Residents Face Eviction From Former Hampton Bays Motel

Nov 2, 2011 12:55 PM

Tiffany Herman, a disabled young woman now living in a rental unit at the Hidden Cove Motel in Hampton Bays, could soon find herself homeless—with nowhere to go and no resources.

Ms. Herman, 19, is one of approximately 20 tenants now residing at the former motel, located on West Tiana Road, which has been occupied primarily by monthly and weekly tenants in recent years. About a dozen of the units are currently occupied by homeless individuals who were placed there by Suffolk County’s Department of Social Services.

But Ms. Herman said she and other renters received a letter last month from the operators of the former motel stating that they would be losing their homes because the Department of Social Services, in conjunction with provider Community Housing Innovations Inc.—an organization with offices on Long Island and in Westchester County—plan to open a full-scale homeless shelter at the site starting possibly as early as December.

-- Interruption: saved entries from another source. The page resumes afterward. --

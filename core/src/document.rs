use std::str::FromStr;

use serde_json::{Map, Value as Json};

use crate::{Token, TokenSet, TokenType};

/// The tokens of one or more token documents.
///
/// Accepts both a tree of groups (`{"color": {"bg": {"$value": ..}}}`) and
/// an already flattened map of dot paths. Groups pass their `$type` down to
/// tokens that do not declare one.
#[derive(Debug, Clone, Default, PartialEq)]
pub struct TokenDocument {
    pub tokens: TokenSet,
}
impl TokenDocument {
    pub fn from_json(json: &Json) -> serde_json::Result<Self> {
        let mut document = TokenDocument::default();
        if let Json::Object(root) = json {
            walk(root, &mut Vec::new(), None, &mut document.tokens)?;
        }
        Ok(document)
    }

    /// Adds `other`'s tokens; a path defined in both keeps `other`'s token.
    pub fn merge(&mut self, other: TokenDocument) {
        self.tokens.extend(other.tokens);
    }

    pub fn into_tokens(self) -> TokenSet {
        self.tokens
    }
}
impl FromStr for TokenDocument {
    type Err = serde_json::Error;

    fn from_str(s: &str) -> Result<Self, Self::Err> {
        TokenDocument::from_json(&serde_json::from_str(s)?)
    }
}

fn walk(
    group: &Map<String, Json>,
    path: &mut Vec<String>,
    inherited: Option<&str>,
    tokens: &mut TokenSet,
) -> serde_json::Result<()> {
    let inherited = group.get("$type").and_then(Json::as_str).or(inherited);
    for (key, node) in group {
        if key.starts_with('$') {
            continue;
        }
        let Json::Object(child) = node else {
            tracing::trace!(key = %key, "skipping non-object group member");
            continue;
        };
        path.push(key.clone());
        if child.contains_key("$value") {
            let mut token: Token = serde_json::from_value(node.clone())?;
            if token.type_.is_none() {
                token.type_ = inherited.map(TokenType::from);
            }
            tokens.insert(path.join("."), token);
        } else {
            walk(child, path, inherited, tokens)?;
        }
        path.pop();
    }
    Ok(())
}
use indexmap::IndexMap;
use serde::{Deserialize, Deserializer};
use serde_json::{Map, Value as Json};

use crate::{color::ColorValue, reference::is_reference, TokenType};

/// A token value in any of the encodings a token document may use.
///
/// Decoding happens once, from JSON, and picks the first matching shape in
/// this order: `{value, unit}` pair, border, dimension wrapper, shadow,
/// color object, typed or plain `$value`/`value` wrapper, then any other map.
#[derive(Debug, Clone, PartialEq)]
pub enum TokenValue {
    Null,
    Bool(bool),
    Number(f64),
    Text(String),
    /// A `{path.to.token}` string, braces included.
    Reference(String),
    Dimension(Dimension),
    Typed {
        type_: Option<TokenType>,
        value: Box<TokenValue>,
    },
    Color(ColorValue),
    Border(Box<BorderValue>),
    Shadow(Box<ShadowValue>),
    List(Vec<TokenValue>),
    Object(IndexMap<String, TokenValue>),
}

#[derive(Debug, Clone, PartialEq)]
pub struct Dimension {
    pub value: Box<TokenValue>,
    pub unit: String,
}

#[derive(Debug, Clone, PartialEq, Default)]
pub struct BorderValue {
    pub width: Option<TokenValue>,
    pub style: Option<TokenValue>,
    pub color: Option<TokenValue>,
}

#[derive(Debug, Clone, PartialEq, Default)]
pub struct ShadowValue {
    pub offset_x: Option<TokenValue>,
    pub offset_y: Option<TokenValue>,
    pub blur: Option<TokenValue>,
    pub spread: Option<TokenValue>,
    pub color: Option<TokenValue>,
}
impl ShadowValue {
    fn from_fields(fields: &IndexMap<String, TokenValue>) -> Self {
        ShadowValue {
            offset_x: fields.get("offsetX").cloned(),
            offset_y: fields.get("offsetY").cloned(),
            blur: fields.get("blur").cloned(),
            spread: fields.get("spread").cloned(),
            color: fields.get("color").cloned(),
        }
    }
}

impl TokenValue {
    pub fn is_null(&self) -> bool {
        matches!(self, TokenValue::Null)
    }

    /// Reads this value as a shadow, the way a shadow-typed token's mode
    /// values are read. Maps become shadows; scalars are left alone.
    pub fn into_shadow(self) -> TokenValue {
        match self {
            TokenValue::Object(fields) => {
                TokenValue::Shadow(Box::new(ShadowValue::from_fields(&fields)))
            }
            TokenValue::List(items) => {
                TokenValue::List(items.into_iter().map(TokenValue::into_shadow).collect())
            }
            TokenValue::Typed { value, .. } => value.into_shadow(),
            other => other,
        }
    }

    /// Reads this value as a border. Maps become borders; scalars are left
    /// alone.
    pub fn into_border(self) -> TokenValue {
        match self {
            TokenValue::Object(fields) => TokenValue::Border(Box::new(BorderValue {
                width: fields.get("width").cloned(),
                style: fields.get("style").cloned(),
                color: fields.get("color").cloned(),
            })),
            TokenValue::List(items) => {
                TokenValue::List(items.into_iter().map(TokenValue::into_border).collect())
            }
            TokenValue::Typed { value, .. } => value.into_border(),
            other => other,
        }
    }

    /// Reads unrecognized maps by the token's declared type, so a shadow or
    /// border token formats the same whatever keys its value carries.
    pub fn for_type(self, type_: Option<&TokenType>) -> TokenValue {
        match type_ {
            Some(TokenType::Shadow) => self.into_shadow(),
            Some(TokenType::Border) => self.into_border(),
            _ => self,
        }
    }

    fn wrap(type_: TokenType, json: &Json) -> Self {
        TokenValue::Typed {
            type_: Some(type_),
            value: Box::new(TokenValue::from(json)),
        }
    }

    fn from_object(map: &Map<String, Json>) -> Self {
        let declared = map.get("$type").and_then(Json::as_str);
        let present = |key: &str| map.get(key).map_or(false, |v| !v.is_null());

        if present("value") && present("unit") {
            let unit = match &map["unit"] {
                Json::String(unit) => unit.clone(),
                other => other.to_string(),
            };
            return TokenValue::Dimension(Dimension {
                value: Box::new(TokenValue::from(&map["value"])),
                unit,
            });
        }
        if declared == Some("border") || (present("width") && present("style") && present("color")) {
            let fields = match map.get("$value") {
                Some(Json::Object(inner)) => fields(inner),
                Some(scalar) if !scalar.is_null() => return TokenValue::wrap(TokenType::Border, scalar),
                _ => fields(map),
            };
            return TokenValue::Object(fields).into_border();
        }
        if declared == Some("dimension") {
            return TokenValue::wrap(TokenType::Dimension, map.get("$value").unwrap_or(&Json::Null));
        }
        if declared == Some("shadow") || (present("offsetX") && present("offsetY") && present("blur")) {
            return match map.get("$value") {
                Some(Json::Array(layers)) => {
                    TokenValue::List(layers.iter().map(|l| TokenValue::from(l).into_shadow()).collect())
                }
                Some(Json::Object(inner)) => {
                    TokenValue::Shadow(Box::new(ShadowValue::from_fields(&fields(inner))))
                }
                Some(scalar) if !scalar.is_null() => TokenValue::wrap(TokenType::Shadow, scalar),
                _ => TokenValue::Shadow(Box::new(ShadowValue::from_fields(&fields(map)))),
            };
        }
        if present("colorSpace") {
            return TokenValue::Color(ColorValue::from_object(map));
        }
        let wrapped = map
            .get("$value")
            .filter(|v| !v.is_null())
            .or_else(|| map.get("value").filter(|v| !v.is_null()));
        if let Some(value) = wrapped {
            return TokenValue::Typed {
                type_: declared.map(TokenType::from),
                value: Box::new(TokenValue::from(value)),
            };
        }
        TokenValue::Object(fields(map))
    }
}

fn fields(map: &Map<String, Json>) -> IndexMap<String, TokenValue> {
    map.iter()
        .map(|(key, value)| (key.clone(), TokenValue::from(value)))
        .collect()
}

impl From<&Json> for TokenValue {
    fn from(json: &Json) -> Self {
        match json {
            Json::Null => TokenValue::Null,
            Json::Bool(b) => TokenValue::Bool(*b),
            Json::Number(n) => TokenValue::Number(n.as_f64().unwrap_or_default()),
            Json::String(s) if is_reference(s) => TokenValue::Reference(s.clone()),
            Json::String(s) => TokenValue::Text(s.clone()),
            Json::Array(items) => TokenValue::List(items.iter().map(TokenValue::from).collect()),
            Json::Object(map) => TokenValue::from_object(map),
        }
    }
}

impl<'de> Deserialize<'de> for TokenValue {
    fn deserialize<D>(deserializer: D) -> Result<TokenValue, D::Error>
    where
        D: Deserializer<'de>,
    {
        Json::deserialize(deserializer).map(|json| TokenValue::from(&json))
    }
}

A letter dated October 18, and hand-delivered to residents, states: “The Hidden Cove Motel shall be ceasing its current operations as of November 30, 2011. We request all units be vacated by that date.”

The news has residents fearful about their future.

“I’m so filled with anxiety, I don’t know what to do,” Ms. Herman said. “I’m already classified with depression—this makes it worse.”

Looking around the small unit where she keeps all of her worldly belongings, Ms. Herman said she is most worried about what will happen to her cat if she is forced to vacate. Other residents, many of whom are elderly or ill, according to Ms. Herman, are in similar predicaments.

An employee at the Hidden Cove Motel’s management office declined to comment about the eviction notices, or the county’s plan to offer the units to homeless individuals.

Laml Realty Corporation, the owner of the motel property, according to Southampton Town records, also did not respond to requests seeking comment. The property has been listed with local real estate agents for a number of years.

Southampton Town Supervisor Anna Throne-Holst confirmed this week that plans for a full-scale homeless shelter are now in the works at the site, adding that town officials are not happy about the county’s decision to leave them out of the decision-making process.

“The town is currently investigating both zoning restrictions, as well as town and county provisions and authority to establish a shelter in the area,” Ms. Throne-Holst said, noting that the facility would be sited in what is primarily a residential neighborhood.

“We are further inquiring as to where, if anywhere, the county is establishing similar facilities, as the responsibility can yet again not be borne by only one municipality and school district,” she continued, referring to Suffolk County’s decision several years ago to house all of its homeless sex offenders in two trailers in Southampton Town.

The supervisor said the town has asked for a joint meeting with the property owners and the Hampton Bays School District to vet the county plan.

Gregory Blass, the commissioner of Suffolk’s Department of Social Services, said this week that he cannot confirm if the Hidden Cove Motel property would soon be transformed into a homeless shelter. “I am precluded from confirming or denying a homeless location for services at any location because of restrictions of confidentiality imposed by state social services law,” he said.

Mr. Blass did note that the motel previously served as a homeless shelter for the county from 1999 until 2002, when it operated under the name “Luv ‘Em.” He added that motels are typically utilized only when the county’s homeless populations are exploding. He noted that demand continues to increase, adding that, as of earlier this week, there are 500 homeless families in Suffolk County.

“We broke the 500 mark this week,” Mr. Blass said. “It’s a serious situation.”

Though he could not offer exact details, he explained that all of the homeless who are provided with housing by the county must follow basic rules. The tenants must obey curfews, the county provides 24-hour supervision, and there is zero tolerance for drugs or alcohol. “Any violations result in discharge,’ Mr. Blass said.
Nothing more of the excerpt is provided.